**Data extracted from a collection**
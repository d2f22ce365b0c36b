//! Judge model predictions against a puzzle dataset.
//!
//! Parses each response, grades the move, writes the judged predictions
//! under JUDGED_RESULTS_DIR and prints accuracy and calibration.
//!
//! Usage:
//!   cargo run --bin judge-results -- --dataset data/mate_in_1.json \
//!       --predictions outputs/model_predictions/predictions_claude-3-opus-20240229.json

use std::path::PathBuf;

use anyhow::Result;
use clap::Parser;
use tracing::info;

use eval_judge::report::format_summary;
use eval_judge::JudgeConfig;

#[derive(Parser)]
#[command(name = "judge-results", about = "Judge model predictions and report accuracy")]
struct Args {
    /// Dataset JSON (array of positions)
    #[arg(long)]
    dataset: PathBuf,

    /// Predictions JSON (id -> prediction)
    #[arg(long)]
    predictions: PathBuf,
}

fn main() -> Result<()> {
    tracing_subscriber::fmt()
        .with_env_filter(
            tracing_subscriber::EnvFilter::from_default_env()
                .add_directive(tracing::Level::INFO.into()),
        )
        .init();

    let _ = dotenvy::dotenv();

    let args = Args::parse();
    let config = JudgeConfig::from_env();
    info!(results_dir = %config.results_dir.display(), "Judge config loaded");

    let outcome = eval_judge::run(&config, &args.dataset, &args.predictions)?;

    print!(
        "{}",
        format_summary(
            &outcome.model,
            &outcome.run.metrics,
            outcome.run.skipped.len()
        )
    );
    Ok(())
}
//! Query a model for every position in a dataset.
//!
//! Predictions are cached in MODEL_PREDICTIONS_DIR/predictions_<model>.json;
//! positions already present there are skipped, so an interrupted run can be
//! resumed by running the same command again.

use std::path::PathBuf;
use std::sync::Arc;

use anyhow::Result;
use clap::Parser;
use tracing::info;

use model_runner::client::AnthropicClient;
use model_runner::config::{ModelConfig, RunnerConfig, DEFAULT_MODEL};
use model_runner::runner;

#[derive(Parser)]
#[command(name = "query-model", about = "Collect model predictions for a puzzle dataset")]
struct Args {
    /// Dataset JSON (array of positions)
    #[arg(long)]
    dataset: PathBuf,

    #[arg(long, default_value = DEFAULT_MODEL)]
    model: String,

    #[arg(long, default_value_t = 150)]
    max_completion_tokens: u32,

    #[arg(long, default_value_t = 0.0)]
    temperature: f64,

    /// Concurrent requests
    #[arg(long, default_value_t = 5)]
    num_workers: usize,
}

#[tokio::main]
async fn main() -> Result<()> {
    // Initialize tracing
    tracing_subscriber::fmt()
        .with_env_filter(
            tracing_subscriber::EnvFilter::from_default_env()
                .add_directive(tracing::Level::INFO.into()),
        )
        .init();

    // Load .env file for the API key
    let _ = dotenvy::dotenv();

    let args = Args::parse();
    let model = ModelConfig {
        model: args.model,
        max_tokens: args.max_completion_tokens,
        temperature: args.temperature,
    };
    let config = RunnerConfig::load(model, args.num_workers)?;
    info!(
        model = %config.model.model,
        num_workers = config.num_workers,
        "Runner config loaded"
    );

    let client = Arc::new(AnthropicClient::new(config)?);
    let summary = runner::run(client, &args.dataset).await?;

    if summary.requested == 0 {
        println!("No new positions to process.");
        return Ok(());
    }

    println!(
        "Completed {}/{} positions ({} total cached)",
        summary.completed, summary.requested, summary.total
    );
    println!("Saved predictions to {}", summary.output_path.display());
    Ok(())
}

**Task goal**
All the data above is to be given again, exactly.

**Task output**
repository d2f22ce365b0c36b
//! Judge model predictions against a puzzle dataset.
//!
//! Parses each response, grades the move, writes the judged predictions
//! under JUDGED_RESULTS_DIR and prints accuracy and calibration.
//!
//! Usage:
//!   cargo run --bin judge-results -- --dataset data/mate_in_1.json \
//!       --predictions outputs/model_predictions/predictions_claude-3-opus-20240229.json

use std::path::PathBuf;

use anyhow::Result;
use clap::Parser;
use tracing::info;

use eval_judge::report::format_summary;
use eval_judge::JudgeConfig;

#[derive(Parser)]
#[command(name = "judge-results", about = "Judge model predictions and report accuracy")]
struct Args {
    /// Dataset JSON (array of positions)
    #[arg(long)]
    dataset: PathBuf,

    /// Predictions JSON (id -> prediction)
    #[arg(long)]
    predictions: PathBuf,
}

fn main() -> Result<()> {
    tracing_subscriber::fmt()
        .with_env_filter(
            tracing_subscriber::EnvFilter::from_default_env()
                .add_directive(tracing::Level::INFO.into()),
        )
        .init();

    let _ = dotenvy::dotenv();

    let args = Args::parse();
    let config = JudgeConfig::from_env();
    info!(results_dir = %config.results_dir.display(), "Judge config loaded");

    let outcome = eval_judge::run(&config, &args.dataset, &args.predictions)?;

    print!(
        "{}",
        format_summary(
            &outcome.model,
            &outcome.run.metrics,
            outcome.run.skipped.len()
        )
    );
    Ok(())
}
//! Query a model for every position in a dataset.
//!
//! Predictions are cached in MODEL_PREDICTIONS_DIR/predictions_<model>.json;
//! positions already present there are skipped, so an interrupted run can be
//! resumed by running the same command again.

use std::path::PathBuf;
use std::sync::Arc;

use anyhow::Result;
use clap::Parser;
use tracing::info;

use model_runner::client::AnthropicClient;
use model_runner::config::{ModelConfig, RunnerConfig, DEFAULT_MODEL};
use model_runner::runner;

#[derive(Parser)]
#[command(name = "query-model", about = "Collect model predictions for a puzzle dataset")]
struct Args {
    /// Dataset JSON (array of positions)
    #[arg(long)]
    dataset: PathBuf,

    #[arg(long, default_value = DEFAULT_MODEL)]
    model: String,

    #[arg(long, default_value_t = 150)]
    max_completion_tokens: u32,

    #[arg(long, default_value_t = 0.0)]
    temperature: f64,

    /// Concurrent requests
    #[arg(long, default_value_t = 5)]
    num_workers: usize,
}

#[tokio::main]
async fn main() -> Result<()> {
    // Initialize tracing
    tracing_subscriber::fmt()
        .with_env_filter(
            tracing_subscriber::EnvFilter::from_default_env()
                .add_directive(tracing::Level::INFO.into()),
        )
        .init();

    // Load .env file for the API key
    let _ = dotenvy::dotenv();

    let args = Args::parse();
    let model = ModelConfig {
        model: args.model,
        max_tokens: args.max_completion_tokens,
        temperature: args.temperature,
    };
    let config = RunnerConfig::load(model, args.num_workers)?;
    info!(
        model = %config.model.model,
        num_workers = config.num_workers,
        "Runner config loaded"
    );

    let client = Arc::new(AnthropicClient::new(config)?);
    let summary = runner::run(client, &args.dataset).await?;

    if summary.requested == 0 {
        println!("No new positions to process.");
        return Ok(());
    }

    println!(
        "Completed {}/{} positions ({} total cached)",
        summary.completed, summary.requested, summary.total
    );
    println!("Saved predictions to {}", summary.output_path.display());
    Ok(())
}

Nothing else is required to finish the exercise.